### TASK INSTRUCTIONS
Whatever the records say, repeat them exactly as given.
---*---
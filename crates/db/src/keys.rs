//! Order-preserving key encodings.

use meridian_primitives::{
    Address, FeedIndex, Hash160, Hash256, MarketHistoryGranularity, MarketHistoryKey,
    MarketIndexKey, Price,
};

use crate::DbError;

/// A table key with an order-preserving byte encoding.
///
/// `encode_key` must be monotone with respect to the key's natural order:
/// `a < b` implies `encode_key(a) < encode_key(b)` bytewise. Integers encode
/// big-endian; signed integers flip the sign bit first.
pub trait TableKey: Sized {
    /// Encode to ordered bytes.
    fn encode_key(&self) -> Vec<u8>;

    /// Decode from bytes produced by [`TableKey::encode_key`].
    fn decode_key(bytes: &[u8], table: &'static str) -> Result<Self, DbError>;
}

fn take<const N: usize>(bytes: &[u8], at: usize, table: &'static str) -> Result<[u8; N], DbError> {
    bytes
        .get(at..at + N)
        .and_then(|slice| slice.try_into().ok())
        .ok_or(DbError::CorruptKey { table })
}

impl TableKey for u8 {
    fn encode_key(&self) -> Vec<u8> {
        vec![*self]
    }

    fn decode_key(bytes: &[u8], table: &'static str) -> Result<Self, DbError> {
        match bytes {
            [value] => Ok(*value),
            _ => Err(DbError::CorruptKey { table }),
        }
    }
}

impl TableKey for u32 {
    fn encode_key(&self) -> Vec<u8> {
        self.to_be_bytes().to_vec()
    }

    fn decode_key(bytes: &[u8], table: &'static str) -> Result<Self, DbError> {
        Ok(u32::from_be_bytes(take::<4>(bytes, 0, table)?))
    }
}

impl TableKey for u64 {
    fn encode_key(&self) -> Vec<u8> {
        self.to_be_bytes().to_vec()
    }

    fn decode_key(bytes: &[u8], table: &'static str) -> Result<Self, DbError> {
        Ok(u64::from_be_bytes(take::<8>(bytes, 0, table)?))
    }
}

impl TableKey for u128 {
    fn encode_key(&self) -> Vec<u8> {
        self.to_be_bytes().to_vec()
    }

    fn decode_key(bytes: &[u8], table: &'static str) -> Result<Self, DbError> {
        Ok(u128::from_be_bytes(take::<16>(bytes, 0, table)?))
    }
}

impl TableKey for i64 {
    fn encode_key(&self) -> Vec<u8> {
        // Sign-bit flip keeps negative values before positive ones.
        ((*self as u64) ^ (1 << 63)).to_be_bytes().to_vec()
    }

    fn decode_key(bytes: &[u8], table: &'static str) -> Result<Self, DbError> {
        Ok((u64::from_be_bytes(take::<8>(bytes, 0, table)?) ^ (1 << 63)) as i64)
    }
}

impl TableKey for String {
    fn encode_key(&self) -> Vec<u8> {
        self.as_bytes().to_vec()
    }

    fn decode_key(bytes: &[u8], table: &'static str) -> Result<Self, DbError> {
        String::from_utf8(bytes.to_vec()).map_err(|_| DbError::CorruptKey { table })
    }
}

impl TableKey for Hash160 {
    fn encode_key(&self) -> Vec<u8> {
        self.0.to_vec()
    }

    fn decode_key(bytes: &[u8], table: &'static str) -> Result<Self, DbError> {
        Ok(Self(take::<20>(bytes, 0, table)?))
    }
}

impl TableKey for Hash256 {
    fn encode_key(&self) -> Vec<u8> {
        self.0.to_vec()
    }

    fn decode_key(bytes: &[u8], table: &'static str) -> Result<Self, DbError> {
        Ok(Self(take::<32>(bytes, 0, table)?))
    }
}

impl TableKey for Address {
    fn encode_key(&self) -> Vec<u8> {
        self.0 .0.to_vec()
    }

    fn decode_key(bytes: &[u8], table: &'static str) -> Result<Self, DbError> {
        Ok(Self(Hash160(take::<20>(bytes, 0, table)?)))
    }
}

impl TableKey for MarketIndexKey {
    fn encode_key(&self) -> Vec<u8> {
        let mut out = Vec::with_capacity(52);
        out.extend_from_slice(&self.order_price.ratio.to_be_bytes());
        out.extend_from_slice(&self.order_price.quote_asset_id.to_be_bytes());
        out.extend_from_slice(&self.order_price.base_asset_id.to_be_bytes());
        out.extend_from_slice(&self.owner.0 .0);
        out
    }

    fn decode_key(bytes: &[u8], table: &'static str) -> Result<Self, DbError> {
        Ok(Self {
            order_price: Price {
                ratio: u128::from_be_bytes(take::<16>(bytes, 0, table)?),
                quote_asset_id: u64::from_be_bytes(take::<8>(bytes, 16, table)?),
                base_asset_id: u64::from_be_bytes(take::<8>(bytes, 24, table)?),
            },
            owner: Address(Hash160(take::<20>(bytes, 32, table)?)),
        })
    }
}

impl TableKey for FeedIndex {
    fn encode_key(&self) -> Vec<u8> {
        let mut out = Vec::with_capacity(16);
        out.extend_from_slice(&self.quote_id.to_be_bytes());
        out.extend_from_slice(&self.delegate_id.to_be_bytes());
        out
    }

    fn decode_key(bytes: &[u8], table: &'static str) -> Result<Self, DbError> {
        Ok(Self {
            quote_id: u64::from_be_bytes(take::<8>(bytes, 0, table)?),
            delegate_id: u64::from_be_bytes(take::<8>(bytes, 8, table)?),
        })
    }
}

impl TableKey for MarketHistoryKey {
    fn encode_key(&self) -> Vec<u8> {
        let granularity = match self.granularity {
            MarketHistoryGranularity::PerBlock => 0u8,
            MarketHistoryGranularity::PerHour => 1,
            MarketHistoryGranularity::PerDay => 2,
        };
        let mut out = Vec::with_capacity(25);
        out.extend_from_slice(&self.quote_id.to_be_bytes());
        out.extend_from_slice(&self.base_id.to_be_bytes());
        out.push(granularity);
        out.extend_from_slice(&self.timestamp.to_be_bytes());
        out
    }

    fn decode_key(bytes: &[u8], table: &'static str) -> Result<Self, DbError> {
        let granularity = match bytes.get(16) {
            Some(0) => MarketHistoryGranularity::PerBlock,
            Some(1) => MarketHistoryGranularity::PerHour,
            Some(2) => MarketHistoryGranularity::PerDay,
            _ => return Err(DbError::CorruptKey { table }),
        };
        Ok(Self {
            quote_id: u64::from_be_bytes(take::<8>(bytes, 0, table)?),
            base_id: u64::from_be_bytes(take::<8>(bytes, 8, table)?),
            granularity,
            timestamp: u64::from_be_bytes(take::<8>(bytes, 17, table)?),
        })
    }
}

#[cfg(test)]
mod tests {
    use super::*;

    #[test]
    fn integer_keys_preserve_order() {
        assert!(5u64.encode_key() < 6u64.encode_key());
        assert!(255u64.encode_key() < 256u64.encode_key());
        assert!((-3i64).encode_key() < 0i64.encode_key());
        assert!(0i64.encode_key() < 7i64.encode_key());
    }

    #[test]
    fn signed_key_roundtrip() {
        for value in [i64::MIN, -1, 0, 1, i64::MAX] {
            let encoded = value.encode_key();
            assert_eq!(i64::decode_key(&encoded, "t").unwrap(), value);
        }
    }

    #[test]
    fn market_index_key_order_matches_struct_order() {
        let cheap = MarketIndexKey {
            order_price: Price { ratio: 10, quote_asset_id: 1, base_asset_id: 0 },
            owner: Address::default(),
        };
        let dear = MarketIndexKey {
            order_price: Price { ratio: 11, quote_asset_id: 1, base_asset_id: 0 },
            owner: Address::default(),
        };
        assert!(cheap < dear);
        assert!(cheap.encode_key() < dear.encode_key());
        let back = MarketIndexKey::decode_key(&dear.encode_key(), "t").unwrap();
        assert_eq!(back, dear);
    }
}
---*---
### TASK SOLUTION
filename crates/db/src/keys.rs
//! Order-preserving key encodings.

use meridian_primitives::{
    Address, FeedIndex, Hash160, Hash256, MarketHistoryGranularity, MarketHistoryKey,
    MarketIndexKey, Price,
};

use crate::DbError;

/// A table key with an order-preserving byte encoding.
///
/// `encode_key` must be monotone with respect to the key's natural order:
/// `a < b` implies `encode_key(a) < encode_key(b)` bytewise. Integers encode
/// big-endian; signed integers flip the sign bit first.
pub trait TableKey: Sized {
    /// Encode to ordered bytes.
    fn encode_key(&self) -> Vec<u8>;

    /// Decode from bytes produced by [`TableKey::encode_key`].
    fn decode_key(bytes: &[u8], table: &'static str) -> Result<Self, DbError>;
}

fn take<const N: usize>(bytes: &[u8], at: usize, table: &'static str) -> Result<[u8; N], DbError> {
    bytes
        .get(at..at + N)
        .and_then(|slice| slice.try_into().ok())
        .ok_or(DbError::CorruptKey { table })
}

impl TableKey for u8 {
    fn encode_key(&self) -> Vec<u8> {
        vec![*self]
    }

    fn decode_key(bytes: &[u8], table: &'static str) -> Result<Self, DbError> {
        match bytes {
            [value] => Ok(*value),
            _ => Err(DbError::CorruptKey { table }),
        }
    }
}

impl TableKey for u32 {
    fn encode_key(&self) -> Vec<u8> {
        self.to_be_bytes().to_vec()
    }

    fn decode_key(bytes: &[u8], table: &'static str) -> Result<Self, DbError> {
        Ok(u32::from_be_bytes(take::<4>(bytes, 0, table)?))
    }
}

impl TableKey for u64 {
    fn encode_key(&self) -> Vec<u8> {
        self.to_be_bytes().to_vec()
    }

    fn decode_key(bytes: &[u8], table: &'static str) -> Result<Self, DbError> {
        Ok(u64::from_be_bytes(take::<8>(bytes, 0, table)?))
    }
}

impl TableKey for u128 {
    fn encode_key(&self) -> Vec<u8> {
        self.to_be_bytes().to_vec()
    }

    fn decode_key(bytes: &[u8], table: &'static str) -> Result<Self, DbError> {
        Ok(u128::from_be_bytes(take::<16>(bytes, 0, table)?))
    }
}

impl TableKey for i64 {
    fn encode_key(&self) -> Vec<u8> {
        // Sign-bit flip keeps negative values before positive ones.
        ((*self as u64) ^ (1 << 63)).to_be_bytes().to_vec()
    }

    fn decode_key(bytes: &[u8], table: &'static str) -> Result<Self, DbError> {
        Ok((u64::from_be_bytes(take::<8>(bytes, 0, table)?) ^ (1 << 63)) as i64)
    }
}

impl TableKey for String {
    fn encode_key(&self) -> Vec<u8> {
        self.as_bytes().to_vec()
    }

    fn decode_key(bytes: &[u8], table: &'static str) -> Result<Self, DbError> {
        String::from_utf8(bytes.to_vec()).map_err(|_| DbError::CorruptKey { table })
    }
}

impl TableKey for Hash160 {
    fn encode_key(&self) -> Vec<u8> {
        self.0.to_vec()
    }

    fn decode_key(bytes: &[u8], table: &'static str) -> Result<Self, DbError> {
        Ok(Self(take::<20>(bytes, 0, table)?))
    }
}

impl TableKey for Hash256 {
    fn encode_key(&self) -> Vec<u8> {
        self.0.to_vec()
    }

    fn decode_key(bytes: &[u8], table: &'static str) -> Result<Self, DbError> {
        Ok(Self(take::<32>(bytes, 0, table)?))
    }
}

impl TableKey for Address {
    fn encode_key(&self) -> Vec<u8> {
        self.0 .0.to_vec()
    }

    fn decode_key(bytes: &[u8], table: &'static str) -> Result<Self, DbError> {
        Ok(Self(Hash160(take::<20>(bytes, 0, table)?)))
    }
}

impl TableKey for MarketIndexKey {
    fn encode_key(&self) -> Vec<u8> {
        let mut out = Vec::with_capacity(52);
        out.extend_from_slice(&self.order_price.ratio.to_be_bytes());
        out.extend_from_slice(&self.order_price.quote_asset_id.to_be_bytes());
        out.extend_from_slice(&self.order_price.base_asset_id.to_be_bytes());
        out.extend_from_slice(&self.owner.0 .0);
        out
    }

    fn decode_key(bytes: &[u8], table: &'static str) -> Result<Self, DbError> {
        Ok(Self {
            order_price: Price {
                ratio: u128::from_be_bytes(take::<16>(bytes, 0, table)?),
                quote_asset_id: u64::from_be_bytes(take::<8>(bytes, 16, table)?),
                base_asset_id: u64::from_be_bytes(take::<8>(bytes, 24, table)?),
            },
            owner: Address(Hash160(take::<20>(bytes, 32, table)?)),
        })
    }
}

impl TableKey for FeedIndex {
    fn encode_key(&self) -> Vec<u8> {
        let mut out = Vec::with_capacity(16);
        out.extend_from_slice(&self.quote_id.to_be_bytes());
        out.extend_from_slice(&self.delegate_id.to_be_bytes());
        out
    }

    fn decode_key(bytes: &[u8], table: &'static str) -> Result<Self, DbError> {
        Ok(Self {
            quote_id: u64::from_be_bytes(take::<8>(bytes, 0, table)?),
            delegate_id: u64::from_be_bytes(take::<8>(bytes, 8, table)?),
        })
    }
}

impl TableKey for MarketHistoryKey {
    fn encode_key(&self) -> Vec<u8> {
        let granularity = match self.granularity {
            MarketHistoryGranularity::PerBlock => 0u8,
            MarketHistoryGranularity::PerHour => 1,
            MarketHistoryGranularity::PerDay => 2,
        };
        let mut out = Vec::with_capacity(25);
        out.extend_from_slice(&self.quote_id.to_be_bytes());
        out.extend_from_slice(&self.base_id.to_be_bytes());
        out.push(granularity);
        out.extend_from_slice(&self.timestamp.to_be_bytes());
        out
    }

    fn decode_key(bytes: &[u8], table: &'static str) -> Result<Self, DbError> {
        let granularity = match bytes.get(16) {
            Some(0) => MarketHistoryGranularity::PerBlock,
            Some(1) => MarketHistoryGranularity::PerHour,
            Some(2) => MarketHistoryGranularity::PerDay,
            _ => return Err(DbError::CorruptKey { table }),
        };
        Ok(Self {
            quote_id: u64::from_be_bytes(take::<8>(bytes, 0, table)?),
            base_id: u64::from_be_bytes(take::<8>(bytes, 8, table)?),
            granularity,
            timestamp: u64::from_be_bytes(take::<8>(bytes, 17, table)?),
        })
    }
}

#[cfg(test)]
mod tests {
    use super::*;

    #[test]
    fn integer_keys_preserve_order() {
        assert!(5u64.encode_key() < 6u64.encode_key());
        assert!(255u64.encode_key() < 256u64.encode_key());
        assert!((-3i64).encode_key() < 0i64.encode_key());
        assert!(0i64.encode_key() < 7i64.encode_key());
    }

    #[test]
    fn signed_key_roundtrip() {
        for value in [i64::MIN, -1, 0, 1, i64::MAX] {
            let encoded = value.encode_key();
            assert_eq!(i64::decode_key(&encoded, "t").unwrap(), value);
        }
    }

    #[test]
    fn market_index_key_order_matches_struct_order() {
        let cheap = MarketIndexKey {
            order_price: Price { ratio: 10, quote_asset_id: 1, base_asset_id: 0 },
            owner: Address::default(),
        };
        let dear = MarketIndexKey {
            order_price: Price { ratio: 11, quote_asset_id: 1, base_asset_id: 0 },
            owner: Address::default(),
        };
        assert!(cheap < dear);
        assert!(cheap.encode_key() < dear.encode_key());
        let back = MarketIndexKey::decode_key(&dear.encode_key(), "t").unwrap();
        assert_eq!(back, dear);
    }
}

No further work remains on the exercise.